TASK REQUIREMENTS: Could you reproduce every record below exactly as it stands?

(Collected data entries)
* * *

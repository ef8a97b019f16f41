//! Window sizing policy and the windowing strategies built on it.
//!
//! Every rolling statistic asks `WindowParams` for its trailing slice, so all
//! statistics computed with the same parameters see the same window.

use crate::analytics::ewm::PaddingStrategy;
use crate::analytics::primitives::{ema_fold, ema_step, span_alpha};
use crate::error::RollingError;
use rayon::prelude::*;

/// Maps the current length and nominal window onto the number of trailing
/// observations a statistic uses.
///
/// Returns `0` when `valid_length < min_periods`, otherwise
/// `min(valid_length, window_length)`.
pub fn effective_window_size(
    valid_length: usize,
    window_length: usize,
    min_periods: usize,
) -> usize {
    if valid_length < min_periods {
        0
    } else if valid_length >= window_length {
        window_length
    } else {
        valid_length
    }
}

/// The `(valid_length, window_length, min_periods)` triple for one evaluation.
#[derive(Debug, Clone, Copy, PartialEq, Eq, Hash)]
pub struct WindowParams {
    pub valid_length: usize,
    pub window_length: usize,
    pub min_periods: usize,
}

impl WindowParams {
    pub fn new(valid_length: usize, window_length: usize, min_periods: usize) -> Self {
        WindowParams {
            valid_length,
            window_length,
            min_periods,
        }
    }

    pub fn effective_size(&self) -> usize {
        effective_window_size(self.valid_length, self.window_length, self.min_periods)
    }

    /// Checks the preconditions against a buffer holding `capacity`
    /// observations and returns the effective window size.
    pub fn validate(&self, capacity: usize) -> Result<usize, RollingError> {
        if self.valid_length == 0 {
            return Err(RollingError::ZeroValidLength);
        }
        if self.window_length == 0 {
            return Err(RollingError::ZeroWindowLength);
        }
        if self.valid_length < self.min_periods {
            return Err(RollingError::BelowMinPeriods {
                valid_length: self.valid_length,
                min_periods: self.min_periods,
            });
        }
        if self.valid_length > capacity {
            return Err(RollingError::LengthExceedsBuffer {
                valid_length: self.valid_length,
                capacity,
            });
        }
        Ok(self.effective_size())
    }

    /// Trailing `effective_size` observations ending at `valid_length - 1`.
    pub fn window<'a>(&self, data: &'a [f64]) -> Result<&'a [f64], RollingError> {
        let size = self.validate(data.len())?;
        if size == 0 {
            return Err(RollingError::EmptyWindow);
        }
        Ok(&data[self.valid_length - size..self.valid_length])
    }
}

/// Fixed-length trailing window with a minimum-periods floor.
#[derive(Debug, Clone, Copy)]
pub struct FixedWindow {
    window_length: usize,
    min_periods: usize,
}

impl FixedWindow {
    pub fn new(window_length: usize, min_periods: usize) -> Self {
        FixedWindow {
            window_length,
            min_periods,
        }
    }

    pub fn params(&self, valid_length: usize) -> WindowParams {
        WindowParams::new(valid_length, self.window_length, self.min_periods)
    }

    /// Applies the given primitive to the trailing window at every prefix
    /// length `1..=valid_length`.
    ///
    /// With `seed_first` the first slot is `data[0]` regardless of
    /// `min_periods`. Prefixes shorter than `min_periods` produce `f64::NAN`.
    /// Prefixes are evaluated on the rayon pool once `valid_length` reaches
    /// `parallel_threshold`.
    pub fn apply<F>(
        &self,
        data: &[f64],
        valid_length: usize,
        seed_first: bool,
        parallel_threshold: usize,
        primitive: F,
    ) -> Result<Vec<f64>, RollingError>
    where
        F: Fn(&[f64]) -> f64 + Sync,
    {
        self.params(valid_length).validate(data.len())?;

        let slot = |index: usize| -> f64 {
            if index == 0 && seed_first {
                return data[0];
            }
            match self.params(index + 1).window(data) {
                Ok(window) => primitive(window),
                Err(_) => f64::NAN,
            }
        };

        if valid_length >= parallel_threshold {
            Ok((0..valid_length).into_par_iter().map(slot).collect())
        } else {
            Ok((0..valid_length).map(slot).collect())
        }
    }
}

/// Exponential smoothing window that depends on the previous output.
///
/// Prefixes shorter than the span report the padded from-scratch value, so
/// every slot equals `ewm_mean_with` at that length under the same padding.
#[derive(Debug, Clone, Copy)]
pub struct ExponentialWindow {
    span: usize,
    min_periods: usize,
    padding: PaddingStrategy,
}

impl ExponentialWindow {
    pub fn new(span: usize, min_periods: usize, padding: PaddingStrategy) -> Self {
        ExponentialWindow {
            span,
            min_periods,
            padding,
        }
    }

    pub fn params(&self, valid_length: usize) -> WindowParams {
        WindowParams::new(valid_length, self.span, self.min_periods)
    }

    /// EWM for every prefix of `data[..valid_length]`.
    ///
    /// The unpadded chain always advances with `alpha = 2 / (span + 1)` and
    /// supplies every slot from the span onward. Shorter prefixes are folded
    /// through the padding strategy. Slots for prefixes shorter than
    /// `min_periods` (other than the first) are reported as `f64::NAN`.
    pub fn apply(&self, data: &[f64], valid_length: usize) -> Result<Vec<f64>, RollingError> {
        self.params(valid_length).validate(data.len())?;

        let alpha = span_alpha(self.span);
        let mut result = Vec::with_capacity(valid_length);
        let mut previous: Option<f64> = None;

        for (index, &value) in data[..valid_length].iter().enumerate() {
            let next = ema_step(previous, value, alpha);
            previous = Some(next);

            if index > 0 && index + 1 < self.min_periods {
                result.push(f64::NAN);
            } else if index + 1 < self.span {
                let (buffer, short_alpha) = self.padding.prepare(&data[..=index], self.span);
                result.push(ema_fold(&buffer, short_alpha));
            } else {
                result.push(next);
            }
        }

        Ok(result)
    }
}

* * *

RESPONSE TO THIS TASK:
repository ef8a97b019f16f41
//! Window sizing policy and the windowing strategies built on it.
//!
//! Every rolling statistic asks `WindowParams` for its trailing slice, so all
//! statistics computed with the same parameters see the same window.

use crate::analytics::ewm::PaddingStrategy;
use crate::analytics::primitives::{ema_fold, ema_step, span_alpha};
use crate::error::RollingError;
use rayon::prelude::*;

/// Maps the current length and nominal window onto the number of trailing
/// observations a statistic uses.
///
/// Returns `0` when `valid_length < min_periods`, otherwise
/// `min(valid_length, window_length)`.
pub fn effective_window_size(
    valid_length: usize,
    window_length: usize,
    min_periods: usize,
) -> usize {
    if valid_length < min_periods {
        0
    } else if valid_length >= window_length {
        window_length
    } else {
        valid_length
    }
}

/// The `(valid_length, window_length, min_periods)` triple for one evaluation.
#[derive(Debug, Clone, Copy, PartialEq, Eq, Hash)]
pub struct WindowParams {
    pub valid_length: usize,
    pub window_length: usize,
    pub min_periods: usize,
}

impl WindowParams {
    pub fn new(valid_length: usize, window_length: usize, min_periods: usize) -> Self {
        WindowParams {
            valid_length,
            window_length,
            min_periods,
        }
    }

    pub fn effective_size(&self) -> usize {
        effective_window_size(self.valid_length, self.window_length, self.min_periods)
    }

    /// Checks the preconditions against a buffer holding `capacity`
    /// observations and returns the effective window size.
    pub fn validate(&self, capacity: usize) -> Result<usize, RollingError> {
        if self.valid_length == 0 {
            return Err(RollingError::ZeroValidLength);
        }
        if self.window_length == 0 {
            return Err(RollingError::ZeroWindowLength);
        }
        if self.valid_length < self.min_periods {
            return Err(RollingError::BelowMinPeriods {
                valid_length: self.valid_length,
                min_periods: self.min_periods,
            });
        }
        if self.valid_length > capacity {
            return Err(RollingError::LengthExceedsBuffer {
                valid_length: self.valid_length,
                capacity,
            });
        }
        Ok(self.effective_size())
    }

    /// Trailing `effective_size` observations ending at `valid_length - 1`.
    pub fn window<'a>(&self, data: &'a [f64]) -> Result<&'a [f64], RollingError> {
        let size = self.validate(data.len())?;
        if size == 0 {
            return Err(RollingError::EmptyWindow);
        }
        Ok(&data[self.valid_length - size..self.valid_length])
    }
}

/// Fixed-length trailing window with a minimum-periods floor.
#[derive(Debug, Clone, Copy)]
pub struct FixedWindow {
    window_length: usize,
    min_periods: usize,
}

impl FixedWindow {
    pub fn new(window_length: usize, min_periods: usize) -> Self {
        FixedWindow {
            window_length,
            min_periods,
        }
    }

    pub fn params(&self, valid_length: usize) -> WindowParams {
        WindowParams::new(valid_length, self.window_length, self.min_periods)
    }

    /// Applies the given primitive to the trailing window at every prefix
    /// length `1..=valid_length`.
    ///
    /// With `seed_first` the first slot is `data[0]` regardless of
    /// `min_periods`. Prefixes shorter than `min_periods` produce `f64::NAN`.
    /// Prefixes are evaluated on the rayon pool once `valid_length` reaches
    /// `parallel_threshold`.
    pub fn apply<F>(
        &self,
        data: &[f64],
        valid_length: usize,
        seed_first: bool,
        parallel_threshold: usize,
        primitive: F,
    ) -> Result<Vec<f64>, RollingError>
    where
        F: Fn(&[f64]) -> f64 + Sync,
    {
        self.params(valid_length).validate(data.len())?;

        let slot = |index: usize| -> f64 {
            if index == 0 && seed_first {
                return data[0];
            }
            match self.params(index + 1).window(data) {
                Ok(window) => primitive(window),
                Err(_) => f64::NAN,
            }
        };

        if valid_length >= parallel_threshold {
            Ok((0..valid_length).into_par_iter().map(slot).collect())
        } else {
            Ok((0..valid_length).map(slot).collect())
        }
    }
}

/// Exponential smoothing window that depends on the previous output.
///
/// Prefixes shorter than the span report the padded from-scratch value, so
/// every slot equals `ewm_mean_with` at that length under the same padding.
#[derive(Debug, Clone, Copy)]
pub struct ExponentialWindow {
    span: usize,
    min_periods: usize,
    padding: PaddingStrategy,
}

impl ExponentialWindow {
    pub fn new(span: usize, min_periods: usize, padding: PaddingStrategy) -> Self {
        ExponentialWindow {
            span,
            min_periods,
            padding,
        }
    }

    pub fn params(&self, valid_length: usize) -> WindowParams {
        WindowParams::new(valid_length, self.span, self.min_periods)
    }

    /// EWM for every prefix of `data[..valid_length]`.
    ///
    /// The unpadded chain always advances with `alpha = 2 / (span + 1)` and
    /// supplies every slot from the span onward. Shorter prefixes are folded
    /// through the padding strategy. Slots for prefixes shorter than
    /// `min_periods` (other than the first) are reported as `f64::NAN`.
    pub fn apply(&self, data: &[f64], valid_length: usize) -> Result<Vec<f64>, RollingError> {
        self.params(valid_length).validate(data.len())?;

        let alpha = span_alpha(self.span);
        let mut result = Vec::with_capacity(valid_length);
        let mut previous: Option<f64> = None;

        for (index, &value) in data[..valid_length].iter().enumerate() {
            let next = ema_step(previous, value, alpha);
            previous = Some(next);

            if index > 0 && index + 1 < self.min_periods {
                result.push(f64::NAN);
            } else if index + 1 < self.span {
                let (buffer, short_alpha) = self.padding.prepare(&data[..=index], self.span);
                result.push(ema_fold(&buffer, short_alpha));
            } else {
                result.push(next);
            }
        }

        Ok(result)
    }
}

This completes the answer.